- **Problem description**: Report every line of the records beneath this task that holds the string "held".

(Stored data)
####################

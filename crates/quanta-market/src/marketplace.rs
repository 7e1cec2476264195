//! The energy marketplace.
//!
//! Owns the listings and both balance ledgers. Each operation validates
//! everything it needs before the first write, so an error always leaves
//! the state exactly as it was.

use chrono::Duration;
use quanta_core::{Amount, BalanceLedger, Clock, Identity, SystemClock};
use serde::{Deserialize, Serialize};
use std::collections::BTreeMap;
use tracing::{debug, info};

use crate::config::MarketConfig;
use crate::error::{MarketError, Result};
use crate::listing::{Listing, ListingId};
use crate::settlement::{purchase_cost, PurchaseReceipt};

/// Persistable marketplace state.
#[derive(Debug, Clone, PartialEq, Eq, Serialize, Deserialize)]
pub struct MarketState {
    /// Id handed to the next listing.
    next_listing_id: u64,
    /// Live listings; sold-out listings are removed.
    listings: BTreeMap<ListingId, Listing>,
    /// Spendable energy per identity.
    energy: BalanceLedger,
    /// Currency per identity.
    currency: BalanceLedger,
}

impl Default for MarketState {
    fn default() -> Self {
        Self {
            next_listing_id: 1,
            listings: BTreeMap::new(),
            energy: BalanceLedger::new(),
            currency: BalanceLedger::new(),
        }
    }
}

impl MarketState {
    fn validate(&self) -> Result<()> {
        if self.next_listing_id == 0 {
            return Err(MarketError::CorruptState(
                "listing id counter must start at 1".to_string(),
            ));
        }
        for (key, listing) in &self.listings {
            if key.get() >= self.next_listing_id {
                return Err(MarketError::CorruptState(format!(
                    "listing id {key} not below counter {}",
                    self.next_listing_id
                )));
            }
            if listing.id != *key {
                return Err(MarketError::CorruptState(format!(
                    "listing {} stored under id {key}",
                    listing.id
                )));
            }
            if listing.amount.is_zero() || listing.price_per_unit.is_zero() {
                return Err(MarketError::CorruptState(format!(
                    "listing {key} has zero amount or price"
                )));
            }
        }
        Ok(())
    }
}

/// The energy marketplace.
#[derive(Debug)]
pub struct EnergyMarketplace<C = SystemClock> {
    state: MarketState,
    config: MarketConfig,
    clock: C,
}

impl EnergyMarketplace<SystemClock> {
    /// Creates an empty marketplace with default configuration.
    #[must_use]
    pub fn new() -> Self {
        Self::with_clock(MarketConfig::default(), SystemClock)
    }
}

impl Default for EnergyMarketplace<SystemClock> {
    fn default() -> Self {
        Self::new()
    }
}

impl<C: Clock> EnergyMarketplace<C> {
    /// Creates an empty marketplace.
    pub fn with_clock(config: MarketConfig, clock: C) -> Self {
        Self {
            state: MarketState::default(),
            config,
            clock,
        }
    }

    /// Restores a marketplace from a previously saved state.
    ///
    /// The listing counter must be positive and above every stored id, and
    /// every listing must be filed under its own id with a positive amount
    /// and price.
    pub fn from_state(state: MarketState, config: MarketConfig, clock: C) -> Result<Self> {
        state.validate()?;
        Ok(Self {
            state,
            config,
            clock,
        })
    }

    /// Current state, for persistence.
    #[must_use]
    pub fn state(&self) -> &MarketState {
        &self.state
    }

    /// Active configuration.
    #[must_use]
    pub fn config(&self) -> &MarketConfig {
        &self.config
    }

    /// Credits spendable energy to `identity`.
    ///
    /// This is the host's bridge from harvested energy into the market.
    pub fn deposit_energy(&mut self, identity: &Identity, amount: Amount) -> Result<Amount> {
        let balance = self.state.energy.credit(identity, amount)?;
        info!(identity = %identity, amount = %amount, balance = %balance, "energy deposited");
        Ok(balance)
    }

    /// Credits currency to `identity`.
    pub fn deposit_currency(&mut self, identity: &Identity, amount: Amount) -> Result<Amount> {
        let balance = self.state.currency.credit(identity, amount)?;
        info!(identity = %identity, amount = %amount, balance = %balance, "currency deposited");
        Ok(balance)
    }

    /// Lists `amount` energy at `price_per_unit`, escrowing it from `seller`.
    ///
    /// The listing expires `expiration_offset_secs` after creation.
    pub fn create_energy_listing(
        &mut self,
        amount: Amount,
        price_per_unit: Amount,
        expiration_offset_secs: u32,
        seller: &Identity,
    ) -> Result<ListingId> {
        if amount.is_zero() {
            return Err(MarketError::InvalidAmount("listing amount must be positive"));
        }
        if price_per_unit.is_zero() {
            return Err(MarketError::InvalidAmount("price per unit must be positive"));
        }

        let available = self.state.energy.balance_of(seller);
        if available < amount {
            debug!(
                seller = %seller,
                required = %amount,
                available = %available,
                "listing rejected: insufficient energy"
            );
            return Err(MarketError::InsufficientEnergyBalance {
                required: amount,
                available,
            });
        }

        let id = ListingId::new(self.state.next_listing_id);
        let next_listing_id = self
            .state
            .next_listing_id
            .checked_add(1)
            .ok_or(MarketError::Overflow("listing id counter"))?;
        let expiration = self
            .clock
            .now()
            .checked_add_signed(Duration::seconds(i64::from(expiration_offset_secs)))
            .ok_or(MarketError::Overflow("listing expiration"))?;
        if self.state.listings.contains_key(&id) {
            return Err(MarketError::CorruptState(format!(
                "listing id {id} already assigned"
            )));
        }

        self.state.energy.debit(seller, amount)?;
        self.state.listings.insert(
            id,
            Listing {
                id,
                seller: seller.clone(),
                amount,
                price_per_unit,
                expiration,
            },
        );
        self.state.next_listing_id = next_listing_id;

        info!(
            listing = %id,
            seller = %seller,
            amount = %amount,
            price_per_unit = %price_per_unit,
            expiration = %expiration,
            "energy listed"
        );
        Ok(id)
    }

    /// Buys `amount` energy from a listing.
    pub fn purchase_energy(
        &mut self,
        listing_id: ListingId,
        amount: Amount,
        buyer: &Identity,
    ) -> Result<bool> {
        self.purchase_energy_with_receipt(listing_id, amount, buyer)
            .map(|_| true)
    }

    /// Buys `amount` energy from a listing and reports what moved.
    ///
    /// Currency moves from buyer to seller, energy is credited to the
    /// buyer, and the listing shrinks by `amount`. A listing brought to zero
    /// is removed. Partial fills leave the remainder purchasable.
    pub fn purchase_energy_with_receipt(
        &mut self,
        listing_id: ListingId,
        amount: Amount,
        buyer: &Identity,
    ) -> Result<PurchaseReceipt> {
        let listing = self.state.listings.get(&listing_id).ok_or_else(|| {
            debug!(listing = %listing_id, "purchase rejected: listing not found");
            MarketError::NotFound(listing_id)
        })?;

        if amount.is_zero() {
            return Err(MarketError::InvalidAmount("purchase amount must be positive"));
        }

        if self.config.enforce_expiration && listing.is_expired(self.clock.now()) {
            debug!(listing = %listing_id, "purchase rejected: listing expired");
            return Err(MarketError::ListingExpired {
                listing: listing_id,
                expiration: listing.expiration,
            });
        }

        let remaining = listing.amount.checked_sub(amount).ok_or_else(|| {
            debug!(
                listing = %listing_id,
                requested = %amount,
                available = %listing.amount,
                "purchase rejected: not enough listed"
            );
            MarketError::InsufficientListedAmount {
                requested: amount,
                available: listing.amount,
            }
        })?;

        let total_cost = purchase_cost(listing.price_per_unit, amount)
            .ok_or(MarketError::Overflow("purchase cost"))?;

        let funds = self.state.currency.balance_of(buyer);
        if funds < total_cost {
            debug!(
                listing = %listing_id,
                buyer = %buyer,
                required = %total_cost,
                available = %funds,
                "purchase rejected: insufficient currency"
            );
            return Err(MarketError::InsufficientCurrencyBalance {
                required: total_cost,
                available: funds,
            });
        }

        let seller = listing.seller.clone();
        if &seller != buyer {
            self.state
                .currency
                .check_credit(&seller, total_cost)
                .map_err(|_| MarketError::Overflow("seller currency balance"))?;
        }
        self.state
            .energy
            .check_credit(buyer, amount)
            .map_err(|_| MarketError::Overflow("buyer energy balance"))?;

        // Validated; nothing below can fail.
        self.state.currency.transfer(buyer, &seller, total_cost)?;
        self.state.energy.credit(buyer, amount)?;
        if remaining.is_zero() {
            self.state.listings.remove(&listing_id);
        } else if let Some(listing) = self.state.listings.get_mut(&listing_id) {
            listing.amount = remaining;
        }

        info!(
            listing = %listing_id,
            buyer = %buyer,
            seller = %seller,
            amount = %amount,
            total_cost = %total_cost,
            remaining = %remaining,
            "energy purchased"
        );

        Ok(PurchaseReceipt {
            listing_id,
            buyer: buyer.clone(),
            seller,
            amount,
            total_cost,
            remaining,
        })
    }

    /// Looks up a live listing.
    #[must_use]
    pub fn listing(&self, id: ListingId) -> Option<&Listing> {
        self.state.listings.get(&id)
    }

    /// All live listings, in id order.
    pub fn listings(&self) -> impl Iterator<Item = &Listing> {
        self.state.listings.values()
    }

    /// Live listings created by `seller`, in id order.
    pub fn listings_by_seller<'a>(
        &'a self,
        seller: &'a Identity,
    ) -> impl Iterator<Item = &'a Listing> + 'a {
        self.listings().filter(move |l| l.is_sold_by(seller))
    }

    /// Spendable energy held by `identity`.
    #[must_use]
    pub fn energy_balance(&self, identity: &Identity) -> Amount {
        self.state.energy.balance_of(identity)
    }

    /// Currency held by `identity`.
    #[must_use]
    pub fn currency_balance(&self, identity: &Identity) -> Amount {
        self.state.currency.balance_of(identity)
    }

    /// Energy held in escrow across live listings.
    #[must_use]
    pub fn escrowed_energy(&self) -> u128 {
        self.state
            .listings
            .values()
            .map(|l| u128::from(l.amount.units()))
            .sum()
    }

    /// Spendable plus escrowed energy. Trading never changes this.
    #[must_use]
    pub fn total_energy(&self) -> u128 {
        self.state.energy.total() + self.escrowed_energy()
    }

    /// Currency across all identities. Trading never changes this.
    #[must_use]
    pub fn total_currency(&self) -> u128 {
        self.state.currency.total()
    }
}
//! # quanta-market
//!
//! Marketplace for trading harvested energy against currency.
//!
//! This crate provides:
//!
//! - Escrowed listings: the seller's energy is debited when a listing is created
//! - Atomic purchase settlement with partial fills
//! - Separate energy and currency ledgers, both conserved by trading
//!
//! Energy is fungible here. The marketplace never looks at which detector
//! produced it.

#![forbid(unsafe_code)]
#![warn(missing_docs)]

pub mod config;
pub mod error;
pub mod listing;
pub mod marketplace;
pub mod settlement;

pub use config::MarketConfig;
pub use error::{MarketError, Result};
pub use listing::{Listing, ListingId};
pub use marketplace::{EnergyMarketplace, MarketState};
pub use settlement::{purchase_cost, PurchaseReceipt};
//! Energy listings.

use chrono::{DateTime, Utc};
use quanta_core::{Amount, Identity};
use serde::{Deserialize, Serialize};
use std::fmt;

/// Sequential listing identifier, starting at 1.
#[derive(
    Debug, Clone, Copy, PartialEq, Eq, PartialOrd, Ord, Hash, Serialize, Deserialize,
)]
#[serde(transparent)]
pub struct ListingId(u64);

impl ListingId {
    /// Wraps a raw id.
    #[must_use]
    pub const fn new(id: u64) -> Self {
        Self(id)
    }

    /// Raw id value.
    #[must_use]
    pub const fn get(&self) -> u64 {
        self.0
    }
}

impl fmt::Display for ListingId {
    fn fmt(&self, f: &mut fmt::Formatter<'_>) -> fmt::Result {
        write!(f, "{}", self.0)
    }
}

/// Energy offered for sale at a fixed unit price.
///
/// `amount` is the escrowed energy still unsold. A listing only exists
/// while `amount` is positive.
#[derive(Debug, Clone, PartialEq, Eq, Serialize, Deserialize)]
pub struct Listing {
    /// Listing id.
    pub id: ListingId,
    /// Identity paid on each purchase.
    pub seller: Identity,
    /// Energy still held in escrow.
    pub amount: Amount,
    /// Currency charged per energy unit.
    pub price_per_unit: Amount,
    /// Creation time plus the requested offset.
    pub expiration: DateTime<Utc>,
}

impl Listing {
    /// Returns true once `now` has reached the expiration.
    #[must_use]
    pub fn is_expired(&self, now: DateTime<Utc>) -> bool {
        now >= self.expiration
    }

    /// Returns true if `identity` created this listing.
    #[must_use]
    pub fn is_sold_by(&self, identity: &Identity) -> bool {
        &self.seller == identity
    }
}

####################

- **Result**:
    /// Spendable energy held by `identity`.
    /// Currency held by `identity`.
    /// Energy held in escrow across live listings.
    /// Energy still held in escrow.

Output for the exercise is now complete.